The idea that runs through this salok is one of self-transcendence, of exceeding oneself, made possible only through the transformative presence of the Guru. Else, we will miss the point and not live as we are designed to, becoming, instead, neurotic and self-centered.
The impulse to exceed oneself is a singularly human trait. The evolution of the species, from a single cell organism to a self-conscious animal with the promise of infinite potential testifies to this constant struggle of going beyond our limitations. Science and technology are but outward manifestations of our innate need to be more than we are.
In the West, poets, philosophers and writers have, like Guru Nanak, captured this human yearning as well: from Prometheus to Don Juan, to Nietzsche’s Superman (Ubermensch), to Maslow’s self actualization, they all reflect our desire to self-transcend.
Robert Browning, the poet, captures this human yearning beautifully: “Ah, but a man’s reach should exceed his grasp - or what’s a heaven for.”
LETS CONSIDER
1 The passage opens with a call to being a sacrifice to the Guru. What is the nature of this sacrifice? The dictionary meaning of the word sacrifice implies a giving up in return for something. What are we being asked to give up? What do we get in return for this sacrifice?
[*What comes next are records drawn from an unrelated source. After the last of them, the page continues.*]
//! Wallet connect button with account picker.
//!
//! Renders one of four shapes: an error chip when the transport failed, a
//! connecting chip while the wallet prompt is open, the connected account
//! (a picker when the wallet exposes several), or the connect call to
//! action.

use leptos::prelude::*;
use shared::utils::{parse_address, truncate_address};

use crate::state::session::use_session;

#[component]
pub fn ConnectButton() -> impl IntoView {
    let session = use_session();

    view! {
        {move || {
            if let Some(error) = session.last_error() {
                // Clicking retries; a missing wallet will just error again.
                view! {
                    <button
                        class="wallet-chip wallet-chip-error"
                        title=error
                        on:click=move |_| session.connect()
                    >
                        "Wallet unavailable"
                    </button>
                }
                .into_any()
            } else if session.connecting() {
                view! { <span class="wallet-chip">"Connecting..."</span> }.into_any()
            } else if let Some(account) = session.account() {
                let accounts = session.accounts();
                if accounts.len() > 1 {
                    view! {
                        <select
                            class="wallet-chip wallet-chip-connected"
                            on:change=move |ev| {
                                if let Ok(address) = parse_address(&event_target_value(&ev)) {
                                    session.select_account(address);
                                }
                            }
                        >
                            {accounts
                                .into_iter()
                                .map(|address| {
                                    let value = address.to_string();
                                    let label = truncate_address(&value);
                                    view! {
                                        <option value=value selected=Some(address) == session.account()>
                                            {label}
                                        </option>
                                    }
                                })
                                .collect::<Vec<_>>()}
                        </select>
                    }
                    .into_any()
                } else {
                    view! {
                        <button
                            class="wallet-chip wallet-chip-connected"
                            title="Disconnect"
                            on:click=move |_| session.disconnect()
                        >
                            {truncate_address(&account.to_string())}
                        </button>
                    }
                    .into_any()
                }
            } else {
                view! {
                    <button class="btn btn-connect" on:click=move |_| session.connect()>
                        "Connect Wallet"
                    </button>
                }
                .into_any()
            }
        }}
    }
}
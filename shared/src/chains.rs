//! Static registry of EVM networks the wallet may report.
//!
//! The dashboard itself targets a single network (Sei), but the wallet can
//! be pointed anywhere; the registry gives mismatch banners a display name
//! for whatever the wallet is currently on, and carries the metadata needed
//! to register the target chain with a wallet that does not know it yet.

/// Display and connection metadata for one network, keyed by numeric
/// chain id.
#[derive(Clone, Copy, Debug, PartialEq, Eq)]
pub struct ChainDescriptor {
    pub id: u64,
    pub name: &'static str,
    /// Chain id as the `0x`-prefixed hex string used on the wallet wire.
    pub hex_id: &'static str,
    pub network_key: &'static str,
    pub address_prefix: &'static str,
    /// Full printable address length, prefix included.
    pub address_length: usize,
    pub currency_symbol: &'static str,
    pub rpc_urls: &'static [&'static str],
    pub explorer_url: Option<&'static str>,
}

pub const ETHEREUM: ChainDescriptor = ChainDescriptor {
    id: 1,
    name: "Ethereum",
    hex_id: "0x1",
    network_key: "ethereum",
    address_prefix: "0x",
    address_length: 42,
    currency_symbol: "ETH",
    rpc_urls: &[],
    explorer_url: None,
};

pub const BSC: ChainDescriptor = ChainDescriptor {
    id: 56,
    name: "Binance Smart Chain",
    hex_id: "0x38",
    network_key: "bsc",
    address_prefix: "0x",
    address_length: 42,
    currency_symbol: "BNB",
    rpc_urls: &[],
    explorer_url: None,
};

pub const POLYGON: ChainDescriptor = ChainDescriptor {
    id: 137,
    name: "Polygon",
    hex_id: "0x89",
    network_key: "polygon",
    address_prefix: "0x",
    address_length: 42,
    currency_symbol: "POL",
    rpc_urls: &[],
    explorer_url: None,
};

pub const POLYGON_AMOY: ChainDescriptor = ChainDescriptor {
    id: 80002,
    name: "Polygon Testnet (Amoy)",
    hex_id: "0x13882",
    network_key: "matic_amoy",
    address_prefix: "0x",
    address_length: 42,
    currency_symbol: "POL",
    rpc_urls: &[],
    explorer_url: None,
};

pub const SEPOLIA: ChainDescriptor = ChainDescriptor {
    id: 11155111,
    name: "Sepolia",
    hex_id: "0xaa36a7",
    network_key: "eth_sepolia",
    address_prefix: "0x",
    address_length: 42,
    currency_symbol: "ETH",
    rpc_urls: &[],
    explorer_url: None,
};

pub const BASE_SEPOLIA: ChainDescriptor = ChainDescriptor {
    id: 84532,
    name: "Base Sepolia",
    hex_id: "0x14a34",
    network_key: "base_sepolia",
    address_prefix: "0x",
    address_length: 42,
    currency_symbol: "ETH",
    rpc_urls: &[],
    explorer_url: None,
};

pub const BASE: ChainDescriptor = ChainDescriptor {
    id: 8453,
    name: "Base",
    hex_id: "0x2105",
    network_key: "base",
    address_prefix: "0x",
    address_length: 42,
    currency_symbol: "ETH",
    rpc_urls: &[],
    explorer_url: None,
};

pub const SEI: ChainDescriptor = ChainDescriptor {
    id: 1329,
    name: "Sei Network",
    hex_id: "0x531",
    network_key: "sei_mainnet",
    address_prefix: "0x",
    address_length: 42,
    currency_symbol: "SEI",
    rpc_urls: &["https://evm-rpc.sei-apis.com"],
    explorer_url: Some("https://seitrace.com"),
};

/// Networks the dashboard can name. Only the target chain carries RPC and
/// explorer entries; the rest exist so the mismatch banner can say where
/// the wallet actually is.
pub const CHAINS: &[ChainDescriptor] =
    &[ETHEREUM, BSC, POLYGON, POLYGON_AMOY, SEPOLIA, BASE_SEPOLIA, BASE, SEI];

/// Look up a network by numeric chain id.
pub fn chain_info(id: u64) -> Option<&'static ChainDescriptor> {
    CHAINS.iter().find(|chain| chain.id == id)
}

/// Human-readable name for a chain id, falling back to `chain <id>` for
/// networks outside the registry.
pub fn chain_display_name(id: u64) -> String {
    match chain_info(id) {
        Some(chain) => chain.name.to_string(),
        None => format!("chain {id}"),
    }
}

/// Where the wallet's active chain stands relative to the dashboard's
/// single target chain.
///
/// Transitions are driven solely by chain-change notifications flowing
/// through the session; a guided switch is an *attempted* transition from
/// `Mismatched` toward `Matched` with no guaranteed success.
#[derive(Clone, Debug, PartialEq, Eq)]
pub enum NetworkStatus {
    /// The wallet has not reported a chain yet.
    Unknown,
    /// The wallet is on the target chain.
    Matched,
    /// The wallet is somewhere else; both names are ready for the banner.
    Mismatched { current: String, target: String },
}

impl NetworkStatus {
    pub fn evaluate(chain_id: Option<u64>, target_id: u64) -> Self {
        match chain_id {
            None => Self::Unknown,
            Some(id) if id == target_id => Self::Matched,
            Some(id) => Self::Mismatched {
                current: chain_display_name(id),
                target: chain_display_name(target_id),
            },
        }
    }

    pub fn is_mismatched(&self) -> bool {
        matches!(self, Self::Mismatched { .. })
    }
}

#[cfg(test)]
mod tests {
    use super::*;

    #[test]
    fn registry_knows_the_target_chain() {
        let sei = chain_info(1329).expect("Sei is registered");
        assert_eq!(sei.hex_id, "0x531");
        assert_eq!(sei.rpc_urls, &["https://evm-rpc.sei-apis.com"]);
        assert_eq!(sei.explorer_url, Some("https://seitrace.com"));
    }

    #[test]
    fn display_name_falls_back_for_unknown_ids() {
        assert_eq!(chain_display_name(1), "Ethereum");
        assert_eq!(chain_display_name(424242), "chain 424242");
    }

    #[test]
    fn ethereum_against_sei_reports_both_names() {
        let status = NetworkStatus::evaluate(Some(1), 1329);
        assert_eq!(
            status,
            NetworkStatus::Mismatched {
                current: "Ethereum".to_string(),
                target: "Sei Network".to_string(),
            }
        );
        assert!(status.is_mismatched());
    }

    #[test]
    fn matched_and_unknown_states() {
        assert_eq!(NetworkStatus::evaluate(Some(1329), 1329), NetworkStatus::Matched);
        assert_eq!(NetworkStatus::evaluate(None, 1329), NetworkStatus::Unknown);
    }

    #[test]
    fn unregistered_current_chain_still_gets_a_name() {
        let status = NetworkStatus::evaluate(Some(99999), 1329);
        assert_eq!(
            status,
            NetworkStatus::Mismatched {
                current: "chain 99999".to_string(),
                target: "Sei Network".to_string(),
            }
        );
    }
}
2 The passage speaks of the transformative power of the Guru that makes a devta (enlightened being) out of a maanas (ordinary mortal). Without the transforming catalyst (Guru), our potential (seed) is scattered by the winds of time and the fire of unchecked passions reduces us to ashes. In other words, in our lives without the Guru, we are like an untapped potential, or a seed that did not flower. An opportunity missed. We are not working as designed. What is the blueprint/ design that we are supposed to live by?
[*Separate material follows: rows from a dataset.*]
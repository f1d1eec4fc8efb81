//! The long-lived model worker: one loaded model and tokenizer per process.

use std::collections::HashSet;
use std::time::Instant;

use candle_core::{DType, Device};
use tokenizers::Tokenizer;
use tracing::{debug, info, warn};

use crate::config::GptJConfig;
use crate::error::{Result, ServeError};
use crate::hub::{self, WeightFiles};
use crate::llm::generation::GenerationConfig;
use crate::llm::inference;
use crate::llm::models::{GptJModel, Model};
use crate::llm::placement::DevicePlan;
use crate::weights::Weights;

#[derive(Debug, Clone)]
pub struct LoadOptions {
    pub dtype: DType,
    pub force_cpu: bool,
}

impl Default for LoadOptions {
    fn default() -> Self {
        Self {
            dtype: DType::F16,
            force_cpu: false,
        }
    }
}

/// Owns the model and tokenizer. Nothing here is mutated after
/// construction, so `generate` only needs `&self`.
pub struct ModelWorker {
    model_id: String,
    model: Box<dyn Model + Send + Sync>,
    tokenizer: Tokenizer,
    device: Device,
    eos_token_id: u32,
    pad_token_id: u32,
    special_token_ids: HashSet<u32>,
}

impl ModelWorker {
    /// Resolves, downloads if needed, and loads `model_id` at `revision`.
    /// Slow: expect seconds to minutes for multi-gigabyte checkpoints.
    pub fn load(model_id: &str, revision: Option<&str>, options: &LoadOptions) -> Result<Self> {
        let started = Instant::now();
        let files = hub::resolve(model_id, revision)?;
        let load_err = |e: &dyn std::fmt::Display| ServeError::load(model_id, e);

        let raw_config = std::fs::read_to_string(&files.config).map_err(|e| load_err(&e))?;
        let config: GptJConfig = serde_json::from_str(&raw_config).map_err(|e| load_err(&e))?;
        config.validate().map_err(|e| load_err(&e))?;

        let tokenizer = Tokenizer::from_file(&files.tokenizer).map_err(|e| load_err(&e))?;

        let weights = match &files.weights {
            WeightFiles::Safetensors(paths) => Weights::from_safetensors(paths, options.dtype),
            WeightFiles::Pickle(paths) => {
                warn!("No safetensors found, reading {} pickle shard(s)", paths.len());
                Weights::from_pickle(paths, options.dtype)
            }
        }
        .map_err(|e| load_err(&e))?;

        let plan = DevicePlan::detect(config.n_layer, options.force_cpu).map_err(|e| load_err(&e))?;
        let model = GptJModel::new(&weights, &config, &plan).map_err(|e| load_err(&e))?;

        debug!("Decoder block devices: {:?}", plan.layer_assignment());
        info!(
            "Loaded {} ({} layers on {} device(s), {:?}) in {:.1?}",
            model_id,
            config.n_layer,
            plan.num_devices(),
            options.dtype,
            started.elapsed()
        );

        Self::from_parts(
            model_id,
            Box::new(model),
            tokenizer,
            plan.first().clone(),
            config.eos_token_id,
        )
    }

    /// Assembles a worker from an already built model and tokenizer.
    ///
    /// The padding id is fixed here: the tokenizer's own when it defines
    /// one, the end-of-sequence id otherwise. The tokenizer's padding and
    /// truncation are then switched off, since prompts are padded as a
    /// batch and never cut.
    pub fn from_parts(
        model_id: impl Into<String>,
        model: Box<dyn Model + Send + Sync>,
        mut tokenizer: Tokenizer,
        device: Device,
        eos_token_id: u32,
    ) -> Result<Self> {
        let model_id = model_id.into();
        let pad_token_id = match tokenizer.get_padding() {
            Some(padding) => padding.pad_id,
            None => {
                info!(
                    "Tokenizer for {} defines no padding token, padding with end-of-sequence id {}",
                    model_id, eos_token_id
                );
                eos_token_id
            }
        };
        tokenizer.with_padding(None);
        tokenizer
            .with_truncation(None)
            .map_err(|e| ServeError::load(&model_id, e))?;

        let special_token_ids = tokenizer
            .get_added_tokens_decoder()
            .into_iter()
            .filter(|(_, token)| token.special)
            .map(|(id, _)| id)
            .collect();

        Ok(Self {
            model_id,
            model,
            tokenizer,
            device,
            eos_token_id,
            pad_token_id,
            special_token_ids,
        })
    }

    pub fn model_id(&self) -> &str {
        &self.model_id
    }

    pub fn pad_token_id(&self) -> u32 {
        self.pad_token_id
    }

    pub fn model(&self) -> &dyn Model {
        self.model.as_ref()
    }

    pub fn tokenizer(&self) -> &Tokenizer {
        &self.tokenizer
    }

    /// Sampling defaults with this worker's padding id filled in.
    pub fn default_generation_config(&self) -> GenerationConfig {
        GenerationConfig::new(self.pad_token_id)
    }

    /// Generates one completion per prompt, in order. Each completion starts
    /// with its prompt, verbatim. Any failure fails the whole batch.
    pub fn generate(&self, prompts: &[String], config: &GenerationConfig) -> Result<Vec<String>> {
        if prompts.is_empty() {
            return Ok(Vec::new());
        }
        config.validate().map_err(ServeError::Generation)?;

        let limit = config.max_length.min(self.model.max_positions());
        let mut encoded = Vec::with_capacity(prompts.len());
        for (i, prompt) in prompts.iter().enumerate() {
            let encoding = self
                .tokenizer
                .encode(prompt.as_str(), true)
                .map_err(|e| ServeError::generation(format!("failed to tokenize prompt {i}: {e}")))?;
            let ids = encoding.get_ids().to_vec();
            if ids.is_empty() {
                return Err(ServeError::generation(format!("prompt {i} produced no tokens")));
            }
            if ids.len() >= limit {
                return Err(ServeError::generation(format!(
                    "prompt {i} has {} tokens, leaving no room under max_length {limit}",
                    ids.len()
                )));
            }
            encoded.push(ids);
        }

        let started = Instant::now();
        let generated = inference::generate(
            self.model.as_ref(),
            &encoded,
            config,
            self.eos_token_id,
            &self.device,
        )
        .map_err(ServeError::generation)?;

        let mut outputs = Vec::with_capacity(prompts.len());
        for (i, ((prompt, ids), new_tokens)) in prompts.iter().zip(encoded).zip(generated).enumerate() {
            debug!("Prompt {}: {} prompt + {} new tokens", i, ids.len(), new_tokens.len());
            let continuation = self
                .continuation(ids, new_tokens)
                .map_err(|e| ServeError::generation(format!("failed to decode output {i}: {e}")))?;
            outputs.push(format!("{prompt}{continuation}"));
        }
        info!(
            "Generated {} completion(s) in {:.2?}",
            outputs.len(),
            started.elapsed()
        );
        Ok(outputs)
    }

    /// Text the generated tokens add after the prompt. Special tokens among
    /// them are dropped; the prompt's own are left alone. Decoding happens
    /// with the prompt as context so word boundaries come out right.
    fn continuation(&self, prompt_ids: Vec<u32>, new_tokens: Vec<u32>) -> tokenizers::Result<String> {
        let kept: Vec<u32> = new_tokens
            .into_iter()
            .filter(|id| !self.special_token_ids.contains(id))
            .collect();
        if kept.is_empty() {
            return Ok(String::new());
        }

        let prompt_text = self.tokenizer.decode(&prompt_ids, false)?;
        let mut all_ids = prompt_ids;
        all_ids.extend_from_slice(&kept);
        let full_text = self.tokenizer.decode(&all_ids, false)?;
        match full_text.strip_prefix(prompt_text.as_str()) {
            Some(rest) => Ok(rest.to_string()),
            None => self.tokenizer.decode(&kept, false),
        }
    }
}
3 It is interesting to note that Shaw, Nietzsche, and Maslow speak of a new Man in terms of defying obsolete moral codes and being anchored in a unique moral code. Man, says Nietzsche, is an obstacle which “ought to be overcome,” not by “superior strength or mental capacity,” but through a unique “moral code.” Does this ring a bell with Guru Nanak’s pointer to Dharam?
January 30, 2012
Comment:
I don't know if your comparison between Neitzsche and Guru Nanak here is appropriate. Maybe you can tell us more about it. Nietzsche spoke against the Judeo-Christian moral codes that define man by juxtaposing good with evil; with good seen as other-worldiness, piety, meekness, submission and evil seen as worldly, wealth, etc. Neitzsche proposed "death of God" and abandonment of good versus evil over "will to power" and embracing power over weakness to allow the emergence of Superman in Man who is enslaved under the slave-morality of religion. How is it fit in here?
Nietzsche worships power. "Will to power" is his ringing creed - survival of the fittest. The weak must be crushed so that the superman can stand on top of the heap. That is not Guru Nanak's superman. His superman is compassionate with the power and will to gather the downtrodden to himself.
Translating 'devta' as 'superman' is, I believe, incorrect. The literal meaning of the word is "one who gives" are the "giver", that is, one who gives without making any distinction between place/person or region. Like the sun, fire and air are all refeered to as devtas in Hinduism. So the message is that the Guru can turn any person in an instant into a devta.